Please find the lines in the entries below that contain the word "InvalidTurnLimit", and copy each one.
*** MATERIAL TO PROCESS ***
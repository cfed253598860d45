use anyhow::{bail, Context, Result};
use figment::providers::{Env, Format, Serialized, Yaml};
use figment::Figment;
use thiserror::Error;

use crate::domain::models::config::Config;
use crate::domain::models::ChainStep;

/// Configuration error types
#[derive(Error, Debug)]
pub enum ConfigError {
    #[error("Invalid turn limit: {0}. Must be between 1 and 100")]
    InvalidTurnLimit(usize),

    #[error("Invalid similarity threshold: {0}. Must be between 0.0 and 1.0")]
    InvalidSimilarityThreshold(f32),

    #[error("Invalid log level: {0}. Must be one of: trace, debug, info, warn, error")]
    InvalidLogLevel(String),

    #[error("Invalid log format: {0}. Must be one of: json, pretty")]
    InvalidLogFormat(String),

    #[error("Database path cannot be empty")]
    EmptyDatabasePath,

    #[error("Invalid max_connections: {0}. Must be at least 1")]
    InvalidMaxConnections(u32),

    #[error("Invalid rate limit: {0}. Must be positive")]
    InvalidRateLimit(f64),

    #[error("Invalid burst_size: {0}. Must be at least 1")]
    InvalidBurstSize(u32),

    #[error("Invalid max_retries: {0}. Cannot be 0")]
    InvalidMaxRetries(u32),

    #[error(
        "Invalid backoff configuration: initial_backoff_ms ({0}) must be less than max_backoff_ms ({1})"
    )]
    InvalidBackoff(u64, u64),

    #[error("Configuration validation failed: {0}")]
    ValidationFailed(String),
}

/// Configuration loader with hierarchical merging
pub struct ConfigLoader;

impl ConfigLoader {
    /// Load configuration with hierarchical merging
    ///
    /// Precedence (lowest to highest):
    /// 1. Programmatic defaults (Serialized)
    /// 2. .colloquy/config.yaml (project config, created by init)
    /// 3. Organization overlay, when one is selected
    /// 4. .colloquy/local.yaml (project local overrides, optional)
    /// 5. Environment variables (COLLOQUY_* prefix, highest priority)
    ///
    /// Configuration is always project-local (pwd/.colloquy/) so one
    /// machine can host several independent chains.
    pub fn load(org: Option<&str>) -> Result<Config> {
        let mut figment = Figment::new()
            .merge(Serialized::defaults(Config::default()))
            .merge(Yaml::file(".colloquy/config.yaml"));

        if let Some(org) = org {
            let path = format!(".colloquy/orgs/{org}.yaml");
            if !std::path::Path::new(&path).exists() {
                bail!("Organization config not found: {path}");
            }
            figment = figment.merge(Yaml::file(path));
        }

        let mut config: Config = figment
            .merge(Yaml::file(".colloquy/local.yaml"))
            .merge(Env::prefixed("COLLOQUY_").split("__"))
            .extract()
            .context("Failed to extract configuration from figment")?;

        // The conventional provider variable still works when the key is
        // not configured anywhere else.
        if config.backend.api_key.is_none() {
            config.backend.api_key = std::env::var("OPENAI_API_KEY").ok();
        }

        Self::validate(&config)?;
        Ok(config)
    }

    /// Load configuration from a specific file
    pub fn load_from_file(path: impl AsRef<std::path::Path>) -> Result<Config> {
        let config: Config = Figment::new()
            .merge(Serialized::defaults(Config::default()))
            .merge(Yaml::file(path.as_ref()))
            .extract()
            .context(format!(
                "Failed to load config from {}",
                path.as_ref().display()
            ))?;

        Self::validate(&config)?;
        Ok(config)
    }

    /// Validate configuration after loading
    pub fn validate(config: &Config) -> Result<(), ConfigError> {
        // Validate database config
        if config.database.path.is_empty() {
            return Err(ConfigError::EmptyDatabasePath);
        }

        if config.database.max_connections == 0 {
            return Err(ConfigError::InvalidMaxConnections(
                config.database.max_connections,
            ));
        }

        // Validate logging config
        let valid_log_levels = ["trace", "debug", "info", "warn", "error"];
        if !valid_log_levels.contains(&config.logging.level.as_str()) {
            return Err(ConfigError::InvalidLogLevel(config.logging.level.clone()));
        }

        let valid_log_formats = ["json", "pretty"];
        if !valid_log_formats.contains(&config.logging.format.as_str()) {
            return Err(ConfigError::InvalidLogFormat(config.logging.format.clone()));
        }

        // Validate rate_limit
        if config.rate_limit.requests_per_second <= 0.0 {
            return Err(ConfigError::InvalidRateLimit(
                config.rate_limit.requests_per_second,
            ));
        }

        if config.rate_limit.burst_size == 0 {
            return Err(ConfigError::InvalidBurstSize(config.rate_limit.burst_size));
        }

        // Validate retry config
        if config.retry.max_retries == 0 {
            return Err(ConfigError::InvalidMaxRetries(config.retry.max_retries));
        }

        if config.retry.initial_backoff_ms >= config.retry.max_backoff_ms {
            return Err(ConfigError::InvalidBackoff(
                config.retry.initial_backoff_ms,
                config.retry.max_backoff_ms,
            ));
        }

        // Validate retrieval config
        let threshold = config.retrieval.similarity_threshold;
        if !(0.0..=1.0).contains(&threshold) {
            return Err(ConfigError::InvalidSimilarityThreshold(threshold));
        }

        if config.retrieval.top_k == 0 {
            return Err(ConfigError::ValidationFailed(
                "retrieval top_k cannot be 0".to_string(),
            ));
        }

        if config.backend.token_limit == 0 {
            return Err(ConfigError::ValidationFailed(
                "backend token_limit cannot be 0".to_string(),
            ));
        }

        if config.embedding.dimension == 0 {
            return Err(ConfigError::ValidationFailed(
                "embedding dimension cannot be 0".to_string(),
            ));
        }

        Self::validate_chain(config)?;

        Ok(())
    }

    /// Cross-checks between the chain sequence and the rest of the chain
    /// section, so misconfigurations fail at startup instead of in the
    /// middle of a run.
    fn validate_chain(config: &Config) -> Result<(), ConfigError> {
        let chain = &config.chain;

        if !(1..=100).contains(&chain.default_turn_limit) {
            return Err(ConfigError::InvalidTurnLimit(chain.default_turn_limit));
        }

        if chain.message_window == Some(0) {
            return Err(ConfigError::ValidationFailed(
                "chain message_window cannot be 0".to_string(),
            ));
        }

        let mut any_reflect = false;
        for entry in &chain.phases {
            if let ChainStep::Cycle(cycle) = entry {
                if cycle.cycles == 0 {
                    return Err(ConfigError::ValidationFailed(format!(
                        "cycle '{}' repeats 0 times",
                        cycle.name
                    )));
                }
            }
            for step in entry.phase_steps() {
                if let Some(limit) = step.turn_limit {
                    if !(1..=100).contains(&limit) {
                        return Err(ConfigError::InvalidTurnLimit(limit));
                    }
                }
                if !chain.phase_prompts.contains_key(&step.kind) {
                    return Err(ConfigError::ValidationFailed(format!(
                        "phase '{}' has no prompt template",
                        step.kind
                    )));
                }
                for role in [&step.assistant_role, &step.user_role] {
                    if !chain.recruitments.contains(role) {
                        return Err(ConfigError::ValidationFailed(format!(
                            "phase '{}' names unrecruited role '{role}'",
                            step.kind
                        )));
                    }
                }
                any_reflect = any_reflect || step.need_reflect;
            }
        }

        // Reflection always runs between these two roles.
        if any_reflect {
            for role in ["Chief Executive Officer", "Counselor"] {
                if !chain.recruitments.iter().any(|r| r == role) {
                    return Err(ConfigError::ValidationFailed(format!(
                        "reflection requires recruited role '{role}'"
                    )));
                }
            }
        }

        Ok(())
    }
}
*** End of MATERIAL TO PROCESS ***
*** MATERIAL TO PROCESS ***
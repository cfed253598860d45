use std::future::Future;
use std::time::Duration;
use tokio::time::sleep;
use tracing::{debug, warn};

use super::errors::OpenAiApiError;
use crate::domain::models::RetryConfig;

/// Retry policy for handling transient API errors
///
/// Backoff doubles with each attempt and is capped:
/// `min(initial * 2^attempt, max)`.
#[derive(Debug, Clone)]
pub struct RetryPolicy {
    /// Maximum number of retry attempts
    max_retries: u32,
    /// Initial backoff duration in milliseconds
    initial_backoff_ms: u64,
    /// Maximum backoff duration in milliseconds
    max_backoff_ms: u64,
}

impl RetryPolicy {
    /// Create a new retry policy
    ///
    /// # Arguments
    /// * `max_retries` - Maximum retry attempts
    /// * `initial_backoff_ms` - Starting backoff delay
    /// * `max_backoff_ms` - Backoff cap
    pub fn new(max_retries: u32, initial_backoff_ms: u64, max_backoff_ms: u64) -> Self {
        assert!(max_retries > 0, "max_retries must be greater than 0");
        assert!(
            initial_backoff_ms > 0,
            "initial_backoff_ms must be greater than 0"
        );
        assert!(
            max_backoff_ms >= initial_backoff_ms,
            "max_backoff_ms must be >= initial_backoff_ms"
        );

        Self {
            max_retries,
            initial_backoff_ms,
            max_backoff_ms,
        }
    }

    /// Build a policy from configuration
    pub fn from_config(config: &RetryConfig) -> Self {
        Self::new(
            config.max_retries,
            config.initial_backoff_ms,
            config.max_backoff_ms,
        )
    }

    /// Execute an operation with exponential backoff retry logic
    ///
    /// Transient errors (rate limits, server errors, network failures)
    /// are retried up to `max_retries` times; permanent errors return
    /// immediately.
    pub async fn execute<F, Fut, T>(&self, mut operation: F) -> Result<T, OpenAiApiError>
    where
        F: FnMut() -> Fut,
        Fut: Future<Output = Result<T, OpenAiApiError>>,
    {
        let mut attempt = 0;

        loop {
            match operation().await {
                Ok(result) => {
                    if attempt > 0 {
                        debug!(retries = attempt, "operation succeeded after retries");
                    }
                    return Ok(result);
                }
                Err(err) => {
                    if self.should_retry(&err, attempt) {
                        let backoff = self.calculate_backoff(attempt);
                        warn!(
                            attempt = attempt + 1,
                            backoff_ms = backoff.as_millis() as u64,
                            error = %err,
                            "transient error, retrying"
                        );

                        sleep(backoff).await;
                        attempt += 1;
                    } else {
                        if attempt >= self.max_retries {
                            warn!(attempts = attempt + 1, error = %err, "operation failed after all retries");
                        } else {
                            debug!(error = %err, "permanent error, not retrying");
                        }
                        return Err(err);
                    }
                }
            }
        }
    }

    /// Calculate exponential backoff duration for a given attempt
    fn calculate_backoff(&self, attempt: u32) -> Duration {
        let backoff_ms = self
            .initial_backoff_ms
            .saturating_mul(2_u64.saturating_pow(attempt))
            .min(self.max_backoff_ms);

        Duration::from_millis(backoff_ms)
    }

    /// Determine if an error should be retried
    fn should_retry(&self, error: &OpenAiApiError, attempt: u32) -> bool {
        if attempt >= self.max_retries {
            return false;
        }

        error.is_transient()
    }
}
*** End of MATERIAL TO PROCESS ***
*** MATERIAL TO PROCESS ***
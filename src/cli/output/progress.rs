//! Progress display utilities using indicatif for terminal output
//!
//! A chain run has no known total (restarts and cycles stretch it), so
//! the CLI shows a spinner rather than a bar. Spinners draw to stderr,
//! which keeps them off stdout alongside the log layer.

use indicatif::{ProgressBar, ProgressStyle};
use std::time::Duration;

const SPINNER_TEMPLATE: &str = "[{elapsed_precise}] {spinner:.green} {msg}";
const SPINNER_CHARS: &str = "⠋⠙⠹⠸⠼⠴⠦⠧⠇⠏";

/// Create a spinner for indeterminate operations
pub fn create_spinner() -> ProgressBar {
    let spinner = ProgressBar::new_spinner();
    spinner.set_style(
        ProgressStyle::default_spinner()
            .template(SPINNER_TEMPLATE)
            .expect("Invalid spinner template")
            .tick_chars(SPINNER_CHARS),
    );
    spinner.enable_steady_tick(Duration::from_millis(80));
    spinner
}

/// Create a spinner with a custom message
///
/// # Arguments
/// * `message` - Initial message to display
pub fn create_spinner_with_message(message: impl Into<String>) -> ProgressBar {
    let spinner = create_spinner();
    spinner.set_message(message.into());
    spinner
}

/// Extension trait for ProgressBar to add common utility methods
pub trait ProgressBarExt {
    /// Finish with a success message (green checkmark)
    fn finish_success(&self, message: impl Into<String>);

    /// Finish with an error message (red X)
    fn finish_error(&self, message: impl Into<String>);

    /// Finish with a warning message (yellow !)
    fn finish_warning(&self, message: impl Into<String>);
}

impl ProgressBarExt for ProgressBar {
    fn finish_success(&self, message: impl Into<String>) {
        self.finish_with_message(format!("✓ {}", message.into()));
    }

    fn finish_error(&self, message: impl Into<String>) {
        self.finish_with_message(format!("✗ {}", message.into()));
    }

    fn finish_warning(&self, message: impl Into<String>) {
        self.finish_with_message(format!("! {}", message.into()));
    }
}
*** End of MATERIAL TO PROCESS ***
| EXERCISE SOLUTION |
    InvalidTurnLimit(usize),
            return Err(ConfigError::InvalidTurnLimit(chain.default_turn_limit));
                        return Err(ConfigError::InvalidTurnLimit(limit));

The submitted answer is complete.